Surviving a cobra bite in Nepal is simple, some natives believe. If the victim bites the snake right back, to its death, the venom is rendered harmless. One confident farmer bitten in August in Biratnagar told BBC News that he went about his business normally after fatally biting his attacker and survived only after his family convinced him that perhaps the custom was ridiculous and hauled him to a hospital.

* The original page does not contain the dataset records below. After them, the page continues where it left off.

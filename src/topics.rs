//! Topic browser catalog of suggested questions

use serde::{Deserialize, Serialize};

#[derive(Debug, Clone, PartialEq, Eq, Serialize, Deserialize)]
pub struct Topic {
    pub name: String,
    pub questions: Vec<String>,
}

/// Ordered groups of ready-made questions shown before a conversation starts
#[derive(Debug, Clone, PartialEq, Eq, Serialize, Deserialize)]
pub struct TopicCatalog {
    topics: Vec<Topic>,
}

const DEFAULT_TOPICS: &[(&str, &[&str])] = &[
    (
        "Emergencias",
        &[
            "¿Qué hacer en caso de sismo?",
            "¿Números de emergencia Nicaragua?",
            "¿Cómo actuar en erupción volcánica?",
            "¿Qué es la alerta roja?",
        ],
    ),
    (
        "Preparación",
        &[
            "¿Cómo armar kit de emergencia?",
            "¿Qué incluir en botiquín?",
            "¿Cuánta agua almacenar?",
            "¿Cómo prevenir deslaves en zonas de riesgo?",
        ],
    ),
    (
        "Fenómenos",
        &[
            "¿Qué gases emite el volcán?",
            "¿Cuándo ocurren inundaciones?",
            "¿Señales de deslaves?",
            "¿Qué es un deslave?",
            "¿Qué es un derrumbe?",
        ],
    ),
    (
        "Aplicación",
        &[
            "¿Cómo usar Guardian Nica?",
            "¿Cómo reportar eventos?",
            "¿Cómo funciona el mapa?",
        ],
    ),
];

impl TopicCatalog {
    pub fn new(topics: Vec<Topic>) -> Self {
        Self { topics }
    }

    pub fn topics(&self) -> impl Iterator<Item = &str> {
        self.topics.iter().map(|t| t.name.as_str())
    }

    pub fn questions(&self, topic: &str) -> Option<&[String]> {
        self.topics
            .iter()
            .find(|t| t.name == topic)
            .map(|t| t.questions.as_slice())
    }

    pub fn question(&self, topic: &str, index: usize) -> Option<&str> {
        self.questions(topic)?.get(index).map(String::as_str)
    }
}

impl Default for TopicCatalog {
    fn default() -> Self {
        let topics = DEFAULT_TOPICS
            .iter()
            .map(|(name, questions)| Topic {
                name: name.to_string(),
                questions: questions.iter().map(|q| q.to_string()).collect(),
            })
            .collect();
        Self { topics }
    }
}
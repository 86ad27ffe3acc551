use assistant_core::{
    rank, respond, Assistant, Corpus, FaqRecord, MatchResult, ResponseMode,
    GENERIC_HELP_CATEGORY,
};

fn builtin() -> Corpus {
    Corpus::builtin().expect("embedded corpus loads")
}

fn mentions(record: &FaqRecord, term: &str) -> bool {
    record.question.to_lowercase().contains(term)
        || record.answer.to_lowercase().contains(term)
        || record.keywords.iter().any(|k| k.to_lowercase().contains(term))
}

fn only(record: &FaqRecord) -> Corpus {
    Corpus::new(vec![record.clone()]).unwrap()
}

#[test]
fn earthquake_question_gets_direct_answer() {
    let corpus = builtin();
    let result = rank("qué hacer en un sismo", &corpus);

    let best = result.best.clone().expect("a match");
    assert_eq!(best.id, "11");
    assert_eq!(best.category, "Preparación Sismos");
    assert!(result.score > 3);

    let reply = respond(&result, &corpus, 2);
    assert_eq!(reply.mode, ResponseMode::DirectAnswer);
    assert_eq!(reply.category, best.category);
    assert!(reply.text.starts_with(&best.answer));
}

#[test]
fn empty_query_gets_generic_help() {
    let corpus = builtin();
    let result = rank("", &corpus);
    assert_eq!(result, MatchResult::empty(String::new()));

    for exchange_count in [0, 1, 2, 3, 50] {
        let reply = respond(&result, &corpus, exchange_count);
        assert_eq!(reply.mode, ResponseMode::GenericHelp);
        assert_eq!(reply.category, GENERIC_HELP_CATEGORY);
        assert_eq!(reply.exchange_count, exchange_count);
    }
}

// "Same family" means every returned record mentions the formal term
// "terremoto". The best records differ on the embedded corpus: "temblorazo"
// lands on the colloquial-language entry whose answer explains it is a
// terremoto, while "terremoto" lands on the phenomenon entry.
#[test]
fn colloquial_quake_resolves_to_earthquake_records() {
    let corpus = builtin();

    let formal = rank("terremoto", &corpus);
    let colloquial = rank("temblorazo", &corpus);

    assert_eq!(formal.best.as_ref().unwrap().id, "fenomeno_terremoto");
    let best = colloquial.best.as_ref().unwrap();
    assert!(mentions(best, "terremoto"));
    assert!(colloquial
        .suggestions
        .iter()
        .all(|s| mentions(&s.record, "terremoto")));
}

#[test]
fn colloquial_bridge_works_without_literal_keyword() {
    let corpus = Corpus::new(vec![
        FaqRecord {
            id: "kit".to_string(),
            question: "¿Qué lleva el kit?".to_string(),
            answer: "Agua y linterna.".to_string(),
            category: "Kits".to_string(),
            keywords: vec!["kit".to_string()],
        },
        FaqRecord {
            id: "quake".to_string(),
            question: "Terremoto".to_string(),
            answer: "Protégete bajo muebles fuertes.".to_string(),
            category: "Fenómenos".to_string(),
            keywords: vec!["terremoto".to_string(), "sismo".to_string()],
        },
    ])
    .unwrap();

    let result = rank("temblorazo", &corpus);
    assert_eq!(result.best.unwrap().id, "quake");
    assert_eq!(result.score, 8);
    assert!(result.suggestions.is_empty());
}

#[test]
fn colloquial_phrase_adds_at_least_boost() {
    let corpus = builtin();
    let eruption = only(corpus.get("fenomeno_erupcion").unwrap());

    let with = rank("el volcán está bravo", &eruption).score;
    let without = rank("el volcán está", &eruption).score;
    assert!(with >= without + 8, "{with} vs {without}");
}

#[test]
fn exact_phrase_adds_at_least_fifteen() {
    let base = FaqRecord {
        id: "x".to_string(),
        question: "¿Dónde queda el refugio?".to_string(),
        answer: "Consulta a las autoridades.".to_string(),
        category: "Refugios".to_string(),
        keywords: vec!["refugio".to_string()],
    };
    let mut phrased = base.clone();
    phrased.question = "¿Dónde queda la zona segura del barrio?".to_string();

    let without = rank("zona segura", &only(&base)).score;
    let with = rank("zona segura", &only(&phrased)).score;
    assert!(with >= without + 15, "{with} vs {without}");
}

#[test]
fn ranking_properties_hold_on_builtin() {
    let corpus = builtin();
    let queries = [
        "volcán bravo",
        "palo de agua en mi barrio",
        "kit",
        "números de bomberos",
        "cómo reportar",
        "xyz",
        "deslave",
        "qué es la alerta roja",
    ];

    for query in queries {
        let result = rank(query, &corpus);
        assert_eq!(result.score == 0, result.best.is_none(), "{query}");
        assert!(result.suggestions.len() <= 2, "{query}");
        assert!(result
            .suggestions
            .windows(2)
            .all(|w| w[0].score >= w[1].score));
        if let Some(best) = &result.best {
            assert!(result.suggestions.iter().all(|s| s.record.id != best.id));
            assert!(result.suggestions.iter().all(|s| s.score <= result.score));
        }
        assert_eq!(result, rank(query, &corpus), "{query}");
    }
}

#[test]
fn earlier_record_wins_ties() {
    let record = |id: &str| FaqRecord {
        id: id.to_string(),
        question: "Pregunta".to_string(),
        answer: "Respuesta".to_string(),
        category: "General".to_string(),
        keywords: vec!["linterna".to_string()],
    };

    let forward = Corpus::new(vec![record("first"), record("second")]).unwrap();
    let reversed = Corpus::new(vec![record("second"), record("first")]).unwrap();

    assert_eq!(rank("linterna", &forward).best.unwrap().id, "first");
    assert_eq!(rank("linterna", &reversed).best.unwrap().id, "second");
}

#[test]
fn category_fallback_on_builtin() {
    let corpus = builtin();
    // matches no record text but names a category
    let result = rank("lingüística", &corpus);
    let reply = respond(&result, &corpus, 3);

    assert!(result.best.is_none());
    assert_eq!(reply.mode, ResponseMode::CategoryFallback);
    assert_eq!(reply.category, "Educación Lingüística");
    assert!(reply.text.contains(&corpus.get("palo_de_agua_educativo").unwrap().answer));
    assert!(reply.text.contains("• Volcán bravo"));
    assert!(reply.text.contains("• Temporal grande"));
    assert!(!reply.text.contains("• Temblorazo"));
}

#[test]
fn assistant_answer_round() {
    let assistant = Assistant::builtin().unwrap();
    let (result, reply) = assistant.answer("¿Qué es Guardian Nica?", 1);
    assert_eq!(result.best.unwrap().id, "app1");
    assert_eq!(reply.mode, ResponseMode::DirectAnswer);
    assert_eq!(reply.category, "Sobre Guardian Nica");
    assert!(reply.shows_topic_browser());
}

WHALE DISCHARGES IN THE NEWS
In August, schoolboy Charlie Naysmith of Christchurch, England, taking a nature walk near Hengistbury Head beach, came upon a rocklike substance that turned out to be petrified whale vomit–which, to his surprise, proved worth the equivalent of from $16,000 to $64,000. “Ambergris,” a waxy buildup from the intestines of a sperm whale, produces a foul odor but is valuable commercially for prolonging the scent of a perfume. (Actually, after floating in the sun, on salt water, for decades, the ambergris on the beach was smooth and sweet-smelling.)